In his talk "Why do some individuals live longer? Unraveling the multi-scale, stochastic dynamics of aging.", he will discuss the recent progress in developing systematic methods to map organism-scale gene-regulatory networks. Measuring non-genetic variation in gene-expression within isogenic populations of C. elegans, his group discovered variation at the scale of organs, rather than individual genes, is the largest source of inter-individual heterogeneity in aging. Using this result, they identify diverse mechanisms involved in the generation and transduction of inter-individual heterogeneity not only in gene-expression but in lifespan variation as well. In particular, they identified a set of pleiotropic genes whose knockdown dramatically reduces lifespan variance—an experimental entry-point for the mechanistic study of intrinsic sources of inter-individual differences in healthy aging.

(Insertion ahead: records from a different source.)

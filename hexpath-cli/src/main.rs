//! HEXPATH CLI - Command-line interface
//!
//! Commands:
//! - reach: List every hex a unit can reach within its MP budget
//! - path: Find the cheapest (or greedy) path to a destination hex

use std::fs;
use std::sync::Arc;

use anyhow::{bail, Context};
use clap::{Parser, Subcommand};
use serde::{Deserialize, Serialize};
use tracing::info;

use hexpath_core::{
    Board, Hex, HexInfo, MoveMode, MovePath, MoveProfile, PathFinder, TerrainKind,
};

#[derive(Parser)]
#[command(name = "hexpath")]
#[command(about = "HEXPATH hex-grid movement planner")]
struct Cli {
    #[command(subcommand)]
    command: Commands,
}

#[derive(Subcommand)]
enum Commands {
    /// List every hex reachable within the MP budget
    Reach {
        /// Board JSON file; omit for a flat clear board
        #[arg(long)]
        board: Option<String>,
        #[arg(long, default_value = "16")]
        cols: i16,
        #[arg(long, default_value = "16")]
        rows: i16,
        /// Start hex as "q,r"
        #[arg(long)]
        start: String,
        /// Start facing 0-5; omit for an omnidirectional unit
        #[arg(long)]
        facing: Option<u8>,
        #[arg(long, default_value = "biped")]
        mode: String,
        #[arg(long, default_value = "6")]
        mp: u32,
        /// Search jump movement instead of ground movement
        #[arg(long)]
        jump: bool,
        /// Start velocity for flight modes
        #[arg(long, default_value = "1")]
        velocity: i16,
    },
    /// Find a path to a destination hex
    Path {
        /// Board JSON file; omit for a flat clear board
        #[arg(long)]
        board: Option<String>,
        #[arg(long, default_value = "16")]
        cols: i16,
        #[arg(long, default_value = "16")]
        rows: i16,
        /// Start hex as "q,r"
        #[arg(long)]
        start: String,
        /// Destination hex as "q,r"
        #[arg(long)]
        dest: String,
        #[arg(long)]
        facing: Option<u8>,
        #[arg(long, default_value = "biped")]
        mode: String,
        #[arg(long, default_value = "6")]
        mp: u32,
        /// Use the fast non-optimal greedy search
        #[arg(long)]
        greedy: bool,
    },
}

// ============================================================================
// BOARD FILE FORMAT
// ============================================================================

#[derive(Serialize, Deserialize)]
struct BoardHex {
    q: i16,
    r: i16,
    #[serde(default)]
    level: i8,
    #[serde(default = "default_terrain")]
    terrain: TerrainKind,
    #[serde(default)]
    building: Option<u8>,
    #[serde(default)]
    bridge: Option<i8>,
}

#[derive(Serialize, Deserialize)]
struct BoardFile {
    hexes: Vec<BoardHex>,
}

fn default_terrain() -> TerrainKind {
    TerrainKind::Clear
}

fn load_board(path: Option<&str>, cols: i16, rows: i16) -> anyhow::Result<Board> {
    match path {
        None => Ok(Board::flat(cols, rows)),
        Some(path) => {
            let raw = fs::read_to_string(path)
                .with_context(|| format!("reading board file {path}"))?;
            let file: BoardFile = serde_json::from_str(&raw)
                .with_context(|| format!("parsing board file {path}"))?;
            Ok(Board::from_entries(file.hexes.into_iter().map(|h| {
                (
                    Hex::new(h.q, h.r),
                    HexInfo {
                        level: h.level,
                        terrain: h.terrain,
                        building: h.building,
                        bridge: h.bridge,
                    },
                )
            })))
        }
    }
}

// ============================================================================
// ARGUMENT PARSING
// ============================================================================

fn parse_hex(s: &str) -> anyhow::Result<Hex> {
    let (q, r) = s
        .split_once(',')
        .with_context(|| format!("hex must be \"q,r\", got {s:?}"))?;
    Ok(Hex::new(
        q.trim().parse().context("parsing q")?,
        r.trim().parse().context("parsing r")?,
    ))
}

fn parse_mode(s: &str) -> anyhow::Result<MoveMode> {
    Ok(match s {
        "biped" => MoveMode::Biped,
        "tracked" => MoveMode::Tracked,
        "wheeled" => MoveMode::Wheeled,
        "hover" => MoveMode::Hover,
        "foot" => MoveMode::Foot,
        "aerodyne" => MoveMode::Aerodyne,
        "spheroid" => MoveMode::Spheroid,
        _ => bail!("unknown movement mode {s:?}"),
    })
}

/// Destination-directed search covers ground movement only; flight has no
/// admissible remaining-cost estimate and is served by `reach`.
fn parse_ground_mode(s: &str) -> anyhow::Result<MoveMode> {
    let mode = parse_mode(s)?;
    if mode.is_aero() {
        bail!("mode {s:?} is a flight mode; `path` supports ground modes only, use `reach` instead");
    }
    Ok(mode)
}

// ============================================================================
// COMMANDS
// ============================================================================

#[allow(clippy::too_many_arguments)]
fn cmd_reach(
    board: Option<String>,
    cols: i16,
    rows: i16,
    start: String,
    facing: Option<u8>,
    mode: String,
    mp: u32,
    jump: bool,
    velocity: i16,
) -> anyhow::Result<()> {
    let board = Arc::new(load_board(board.as_deref(), cols, rows)?);
    let start = parse_hex(&start)?;
    let mode = parse_mode(&mode)?;

    let (mut finder, seed) = if mode.is_aero() {
        let profile = Arc::new(match mode {
            MoveMode::Spheroid => MoveProfile::spheroid(mp),
            _ => MoveProfile::aerodyne(mp),
        });
        let seed = MovePath::new_aero(profile, start, facing, velocity);
        let finder = match mode {
            MoveMode::Spheroid => PathFinder::spheroid_reachable(Arc::clone(&board)),
            _ => PathFinder::aero_reachable(Arc::clone(&board)),
        };
        (finder, seed)
    } else if jump {
        let profile = Arc::new(MoveProfile::ground(mode, 0).with_jump(mp));
        let seed = MovePath::new(profile, start, facing, 0).start_jumping();
        (PathFinder::jump_reachable(Arc::clone(&board), mp), seed)
    } else {
        let profile = Arc::new(MoveProfile::ground(mode, mp));
        let seed = MovePath::new(profile, start, facing, 0);
        (PathFinder::reachable(Arc::clone(&board), mp), seed)
    };

    finder.run([seed])?;
    let mut reach: Vec<_> = finder.all_best_paths().into_iter().collect();
    reach.sort_by_key(|(hex, _)| *hex);
    info!(hexes = reach.len(), "reachability search finished");

    for (hex, path) in reach {
        println!("({}, {})  mp={}  hexes={}", hex.q, hex.r, path.mp_used(), path.hexes_moved());
    }
    Ok(())
}

#[allow(clippy::too_many_arguments)]
fn cmd_path(
    board: Option<String>,
    cols: i16,
    rows: i16,
    start: String,
    dest: String,
    facing: Option<u8>,
    mode: String,
    mp: u32,
    greedy: bool,
) -> anyhow::Result<()> {
    let board = Arc::new(load_board(board.as_deref(), cols, rows)?);
    let start = parse_hex(&start)?;
    let dest = parse_hex(&dest)?;
    let mode = parse_ground_mode(&mode)?;

    let profile = Arc::new(MoveProfile::ground(mode, mp));
    let seed = MovePath::new(profile, start, facing, 0);
    let mut finder = if greedy {
        PathFinder::greedy_to(Arc::clone(&board), dest)
    } else {
        PathFinder::shortest_to(Arc::clone(&board), dest)
    };
    finder.run([seed])?;

    match finder.best_path_to(dest) {
        None => {
            println!("({}, {}) is unreachable", dest.q, dest.r);
        }
        Some(path) => {
            println!(
                "{} steps, {} mp, {} hexes moved",
                path.len(),
                path.mp_used(),
                path.hexes_moved()
            );
            for (i, step) in path.steps().iter().enumerate() {
                let facing = step
                    .facing
                    .map(|f| f.to_string())
                    .unwrap_or_else(|| "-".to_string());
                println!(
                    "  {:>2}. {:?} -> ({}, {})  facing {}  +{} mp",
                    i + 1,
                    step.kind,
                    step.pos.q,
                    step.pos.r,
                    facing,
                    step.mp
                );
            }
        }
    }
    Ok(())
}

fn main() -> anyhow::Result<()> {
    // Initialize logging
    tracing_subscriber::fmt::init();

    let cli = Cli::parse();

    match cli.command {
        Commands::Reach {
            board,
            cols,
            rows,
            start,
            facing,
            mode,
            mp,
            jump,
            velocity,
        } => cmd_reach(board, cols, rows, start, facing, mode, mp, jump, velocity),
        Commands::Path {
            board,
            cols,
            rows,
            start,
            dest,
            facing,
            mode,
            mp,
            greedy,
        } => cmd_path(board, cols, rows, start, dest, facing, mode, mp, greedy),
    }
}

Talk: | Why do some individuals live longer? Unraveling the multi-scale, stochastic dynamics of aging." |
Speaker: | Nicholas Edward Strourstrup Centre for Genomic Regulation (CRG), Barcelona, Spain |
Date: | Thursday, December 5, 2024 at 3 pm |
Location: | Seminar room „Nucleus“, FLI 1, Beutenbergstraße 11, Jena |
Host: | K. Lenhard Rudolph |
The seminar will take place as hybrid eventt. Access information will be shared prior to the seminar. For external guests: Please email Gundula.Bergner@~@leibniz-fli.de for details.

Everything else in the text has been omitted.